10.4 Modification. This
Agreement and the Schedules and Exhibits hereto set forth the entire
understanding of the parties with respect to the subject matter hereof,
supersede all existing agreements among them concerning such subject matter,
and
may be modified only by a written instrument duly executed by each party
hereto.
10.5 Notices. Any
notice or other communication provided for hereunder to any party hereto shall
be in writing, sent by U.S. mail, overnight courier or personally delivered,
and
shall be deemed to have been duly given upon the earlier of actual or first
attempted delivery, as follows:
If
to
Seller: Xxxx
Xxxxxx
2000
Xxxx Xxxx
Xxxxxxx,
XX 00000
&
XxXxxxx
Xxxxxxxx
9
Xxxxxxxxx Xx
Xxxxxxx,
XX 00000
If
to
Buyer: The
Resourcing Solutions Group, Inc.
7600
Xxxxxx Xxxxxx
Xxxxx
000
Xxxxxxxxx,
XX 00000
ATTN:
Xxxx Xxxxxxxxx,
President
or
at
such other address as either such party shall from time to time designate by
written notice, in the manner provided herein, to the other party
hereto. All references to days in this Agreement shall be deemed to
refer to calendar days, unless otherwise specified.
10.6 Waiver. Any
waiver must be in writing, and any waiver by any party of a breach of any
provision of this Agreement shall not operate as or be construed to be a waiver
of any other breach of that provision or of any breach of any other provision
of
this Agreement. The failure of a party to insist upon strict
adherence to any term of this Agreement on one or more occasions will not be
considered a waiver or deprive that party of the right thereafter to insist
upon
strict adherence to that term of any other term of this Agreement.
10.7 Binding
Effect; Assignment.

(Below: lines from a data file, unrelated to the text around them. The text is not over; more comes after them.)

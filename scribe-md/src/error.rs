//! Error types for rendering and publishing

use std::fmt;
use std::path::PathBuf;

use crate::common::traversal::NodeRef;

/// Errors that can occur during a render pass
///
/// A pass is all-or-nothing: when one of these is returned no partial output is exposed.
#[derive(Debug, Clone, PartialEq)]
pub enum RenderError {
    /// The tree breaks a structural contract the renderer relies on
    Structure { path: String, message: String },
    /// An attribute is present but unusable
    InvalidAttribute {
        path: String,
        name: String,
        message: String,
    },
    /// The pass ended with state left over (open frames, sections, lists)
    Unbalanced(String),
}

impl RenderError {
    pub fn structure(node: &NodeRef<'_>, message: impl Into<String>) -> Self {
        RenderError::Structure {
            path: node.path(),
            message: message.into(),
        }
    }

    pub fn invalid_attribute(
        node: &NodeRef<'_>,
        name: impl Into<String>,
        message: impl Into<String>,
    ) -> Self {
        RenderError::InvalidAttribute {
            path: node.path(),
            name: name.into(),
            message: message.into(),
        }
    }

    /// Path of the offending node, when the error is tied to one.
    pub fn path(&self) -> Option<&str> {
        match self {
            RenderError::Structure { path, .. } | RenderError::InvalidAttribute { path, .. } => {
                Some(path)
            }
            RenderError::Unbalanced(_) => None,
        }
    }
}

impl fmt::Display for RenderError {
    fn fmt(&self, f: &mut fmt::Formatter<'_>) -> fmt::Result {
        match self {
            RenderError::Structure { path, message } => {
                write!(f, "Structure error at {path}: {message}")
            }
            RenderError::InvalidAttribute {
                path,
                name,
                message,
            } => write!(f, "Invalid attribute '{name}' at {path}: {message}"),
            RenderError::Unbalanced(msg) => write!(f, "Unbalanced render pass: {msg}"),
        }
    }
}

impl std::error::Error for RenderError {}

/// Errors raised while handing rendered text to its destination
#[derive(Debug)]
pub enum PublishError {
    /// Rendering failed before anything was written
    Render(RenderError),
    /// Writing the output failed
    Io { path: PathBuf, source: std::io::Error },
    /// The request cannot be satisfied as given
    InvalidSpec(String),
}

impl fmt::Display for PublishError {
    fn fmt(&self, f: &mut fmt::Formatter<'_>) -> fmt::Result {
        match self {
            PublishError::Render(err) => write!(f, "{err}"),
            PublishError::Io { path, source } => {
                write!(f, "Error writing file '{}': {source}", path.display())
            }
            PublishError::InvalidSpec(msg) => write!(f, "Invalid publish request: {msg}"),
        }
    }
}

impl std::error::Error for PublishError {
    fn source(&self) -> Option<&(dyn std::error::Error + 'static)> {
        match self {
            PublishError::Render(err) => Some(err),
            PublishError::Io { source, .. } => Some(source),
            PublishError::InvalidSpec(_) => None,
        }
    }
}

impl From<RenderError> for PublishError {
    fn from(err: RenderError) -> Self {
        PublishError::Render(err)
    }
}
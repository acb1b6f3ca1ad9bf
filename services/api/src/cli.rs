use crate::demo::{run_demo, DemoArgs};
use crate::server;
use clap::{Args, Parser, Subcommand};
use review_rewards::error::AppError;
use std::path::PathBuf;

#[derive(Parser, Debug)]
#[command(
    name = "Review Rewards",
    about = "Run the peer review rewards service or a scripted demo from the command line",
    version
)]
struct Cli {
    #[command(subcommand)]
    command: Option<Command>,
}

#[derive(Subcommand, Debug)]
enum Command {
    /// Start the HTTP service (default command)
    Serve(ServeArgs),
    /// Seed an in-memory catalog, submit scripted reviews and print awards
    Demo(DemoArgs),
}

#[derive(Args, Debug, Default)]
pub(crate) struct ServeArgs {
    /// Override the configured host for the HTTP server
    #[arg(long)]
    pub(crate) host: Option<String>,
    /// Override the configured port for the HTTP server
    #[arg(long)]
    pub(crate) port: Option<u16>,
    /// JSON seed fixture with badges, achievements and users (overrides APP_SEED_FILE)
    #[arg(long)]
    pub(crate) seed: Option<PathBuf>,
}

pub(crate) async fn run() -> Result<(), AppError> {
    let cli = Cli::parse();
    let command = cli
        .command
        .unwrap_or_else(|| Command::Serve(ServeArgs::default()));

    match command {
        Command::Serve(args) => server::run(args).await,
        Command::Demo(args) => run_demo(args),
    }
}
use std::collections::BTreeSet;
use std::sync::Arc;

use chrono::{DateTime, Utc};

use super::catalog::{AchievementCatalog, CatalogError};
use super::domain::{AchievementGrant, BadgeGrant, PointKind, User};
use super::repository::{AwardBatch, RepositoryError, UserRepository};

/// Result of one evaluation pass for a single user.
#[derive(Debug, Clone, PartialEq)]
pub struct AwardOutcome {
    pub granted: AwardBatch,
    pub user: User,
}

#[derive(Debug, thiserror::Error)]
pub enum AwardError {
    #[error(transparent)]
    Catalog(#[from] CatalogError),
    #[error(transparent)]
    Repository(#[from] RepositoryError),
}

/// Matches a user's counters against the catalog and grants new achievements and badges.
pub struct AwardEvaluator<U, C> {
    users: Arc<U>,
    catalog: Arc<C>,
}

impl<U, C> AwardEvaluator<U, C>
where
    U: UserRepository + 'static,
    C: AchievementCatalog + 'static,
{
    pub fn new(users: Arc<U>, catalog: Arc<C>) -> Self {
        Self { users, catalog }
    }

    pub fn evaluate_and_grant(
        &self,
        user: &User,
        kind: PointKind,
    ) -> Result<AwardOutcome, AwardError> {
        self.evaluate_at(user, kind, Utc::now())
    }

    /// Evaluate `user` as of `now`; the snapshot must already carry the counter update.
    pub fn evaluate_at(
        &self,
        user: &User,
        kind: PointKind,
        now: DateTime<Utc>,
    ) -> Result<AwardOutcome, AwardError> {
        let granted = self.pending_grants(user, kind, now)?;

        if granted.is_empty() {
            return Ok(AwardOutcome {
                granted,
                user: user.clone(),
            });
        }

        let stored = self.users.record_awards(&user.id, &granted)?;
        let achievements: Vec<&str> = granted
            .achievements
            .iter()
            .map(|grant| grant.achievement_id.as_str())
            .collect();
        let badges: Vec<&str> = granted
            .badges
            .iter()
            .map(|grant| grant.badge_id.as_str())
            .collect();
        tracing::info!(
            user = %stored.id,
            kind = kind.label(),
            ?achievements,
            ?badges,
            "awards granted"
        );

        Ok(AwardOutcome {
            granted,
            user: stored,
        })
    }

    /// Compute the grants `user` qualifies for without writing anything.
    pub fn pending_grants(
        &self,
        user: &User,
        kind: PointKind,
        now: DateTime<Utc>,
    ) -> Result<AwardBatch, AwardError> {
        let mut catalog = self.catalog.achievements()?;
        catalog.sort_by(|a, b| {
            a.created_at
                .cmp(&b.created_at)
                .then_with(|| a.id.cmp(&b.id))
        });

        let points = user.points(kind);
        let mut held_achievements: BTreeSet<_> = user
            .achievements
            .iter()
            .map(|grant| grant.achievement_id.clone())
            .collect();
        let mut held_badges: BTreeSet<_> = user
            .badges
            .iter()
            .map(|grant| grant.badge_id.clone())
            .collect();

        let mut batch = AwardBatch::default();
        for achievement in catalog {
            if !achievement.matches(kind, points) {
                continue;
            }
            if !held_achievements.insert(achievement.id.clone()) {
                continue;
            }
            batch.achievements.push(AchievementGrant {
                achievement_id: achievement.id.clone(),
                earned_date: now,
            });

            match self.catalog.badge(&achievement.badge)? {
                Some(badge) if held_badges.insert(badge.id.clone()) => {
                    batch.badges.push(BadgeGrant {
                        badge_id: badge.id,
                        earned_date: now,
                    });
                }
                Some(_) => {}
                None => tracing::warn!(
                    achievement = %achievement.id,
                    badge = %achievement.badge,
                    "achievement links a missing badge"
                ),
            }
        }

        Ok(batch)
    }
}
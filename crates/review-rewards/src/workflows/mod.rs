pub mod reviews;
use std::sync::atomic::{AtomicU64, Ordering};
use std::sync::Arc;

use chrono::{DateTime, Utc};
use serde::{Deserialize, Serialize};

use super::domain::{Achievement, AchievementId, Badge, BadgeId};

/// Read-only view of the achievement catalog consumed by the award evaluator.
pub trait AchievementCatalog: Send + Sync {
    fn achievements(&self) -> Result<Vec<Achievement>, CatalogError>;
    fn achievement(&self, id: &AchievementId) -> Result<Option<Achievement>, CatalogError>;
    fn badge(&self, id: &BadgeId) -> Result<Option<Badge>, CatalogError>;
    fn badges(&self) -> Result<Vec<Badge>, CatalogError>;
}

/// Administrative writes; implementations enforce unique names.
pub trait CatalogStore: AchievementCatalog {
    fn insert_badge(&self, badge: Badge) -> Result<Badge, CatalogError>;
    fn insert_achievement(&self, achievement: Achievement) -> Result<Achievement, CatalogError>;
}

#[derive(Debug, thiserror::Error)]
pub enum CatalogError {
    #[error("{kind} named '{name}' already exists")]
    DuplicateName { kind: &'static str, name: String },
    #[error("badge {0} does not exist")]
    UnknownBadge(BadgeId),
    #[error("{0}")]
    Invalid(String),
    #[error("catalog unavailable: {0}")]
    Unavailable(String),
}

/// Payload for creating a badge.
#[derive(Debug, Clone, PartialEq, Serialize, Deserialize)]
pub struct NewBadge {
    pub name: String,
    pub description: String,
    pub icon: String,
}

/// Payload for creating an achievement.
#[derive(Debug, Clone, PartialEq, Serialize, Deserialize)]
#[serde(rename_all = "camelCase")]
pub struct NewAchievement {
    pub name: String,
    pub description: String,
    pub sending_review_points: f64,
    pub receiving_review_points: f64,
    pub badge: BadgeId,
}

fn required(value: &str, message: &str) -> Result<String, CatalogError> {
    let trimmed = value.trim();
    if trimmed.is_empty() {
        Err(CatalogError::Invalid(message.to_string()))
    } else {
        Ok(trimmed.to_string())
    }
}

fn threshold(value: f64, message: &str) -> Result<f64, CatalogError> {
    if value.is_finite() && value >= 0.0 {
        Ok(value)
    } else {
        Err(CatalogError::Invalid(message.to_string()))
    }
}

impl NewBadge {
    pub fn into_badge(self, id: BadgeId, created_at: DateTime<Utc>) -> Result<Badge, CatalogError> {
        Ok(Badge {
            id,
            name: required(&self.name, "Badge name is required")?,
            description: required(&self.description, "Badge description is required")?,
            icon: required(&self.icon, "Badge icon is required")?,
            created_at,
        })
    }
}

impl NewAchievement {
    pub fn into_achievement(
        self,
        id: AchievementId,
        created_at: DateTime<Utc>,
    ) -> Result<Achievement, CatalogError> {
        Ok(Achievement {
            id,
            name: required(&self.name, "Achievement name is required")?,
            description: required(&self.description, "Achievement description is required")?,
            sending_review_points: threshold(
                self.sending_review_points,
                "Sending Review Points must be a non-negative number",
            )?,
            receiving_review_points: threshold(
                self.receiving_review_points,
                "Receiving Review Points must be a non-negative number",
            )?,
            badge: self.badge,
            created_at,
        })
    }
}

/// Achievement with its badge resolved, as listed by the catalog endpoints.
#[derive(Debug, Clone, PartialEq, Serialize)]
#[serde(rename_all = "camelCase")]
pub struct AchievementView {
    #[serde(flatten)]
    pub achievement: Achievement,
    pub badge_detail: Option<Badge>,
}

static BADGE_SEQUENCE: AtomicU64 = AtomicU64::new(1);
static ACHIEVEMENT_SEQUENCE: AtomicU64 = AtomicU64::new(1);

fn next_badge_id() -> BadgeId {
    let id = BADGE_SEQUENCE.fetch_add(1, Ordering::Relaxed);
    BadgeId(format!("badge-{id:06}"))
}

fn next_achievement_id() -> AchievementId {
    let id = ACHIEVEMENT_SEQUENCE.fetch_add(1, Ordering::Relaxed);
    AchievementId(format!("ach-{id:06}"))
}

/// Administrative facade over the catalog store.
pub struct CatalogService<C> {
    store: Arc<C>,
}

impl<C> CatalogService<C>
where
    C: CatalogStore + 'static,
{
    pub fn new(store: Arc<C>) -> Self {
        Self { store }
    }

    pub fn create_badge(&self, payload: NewBadge) -> Result<Badge, CatalogError> {
        let badge = payload.into_badge(next_badge_id(), Utc::now())?;
        let stored = self.store.insert_badge(badge)?;
        tracing::info!(badge = %stored.id, name = %stored.name, "badge created");
        Ok(stored)
    }

    pub fn create_achievement(&self, payload: NewAchievement) -> Result<Achievement, CatalogError> {
        let achievement = payload.into_achievement(next_achievement_id(), Utc::now())?;
        if self.store.badge(&achievement.badge)?.is_none() {
            return Err(CatalogError::UnknownBadge(achievement.badge));
        }
        let stored = self.store.insert_achievement(achievement)?;
        tracing::info!(
            achievement = %stored.id,
            badge = %stored.badge,
            sending = stored.sending_review_points,
            receiving = stored.receiving_review_points,
            "achievement created"
        );
        Ok(stored)
    }

    pub fn list_achievements(&self) -> Result<Vec<AchievementView>, CatalogError> {
        self.store
            .achievements()?
            .into_iter()
            .map(|achievement| -> Result<AchievementView, CatalogError> {
                let badge_detail = self.store.badge(&achievement.badge)?;
                Ok(AchievementView {
                    achievement,
                    badge_detail,
                })
            })
            .collect()
    }

    /// Badges, newest first.
    pub fn list_badges(&self) -> Result<Vec<Badge>, CatalogError> {
        let mut badges = self.store.badges()?;
        badges.sort_by(|a, b| b.created_at.cmp(&a.created_at).then_with(|| a.id.cmp(&b.id)));
        Ok(badges)
    }
}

The provisions of this Agreement shall be
binding upon and inure to the benefit of the parties hereto and their respective
successors and permitted assigns. Neither this Agreement nor any of the rights,
interests or obligations hereunder shall be assigned by any of the parties
hereto without the prior written consent of the other party, and any purported
assignment without such consent shall be void.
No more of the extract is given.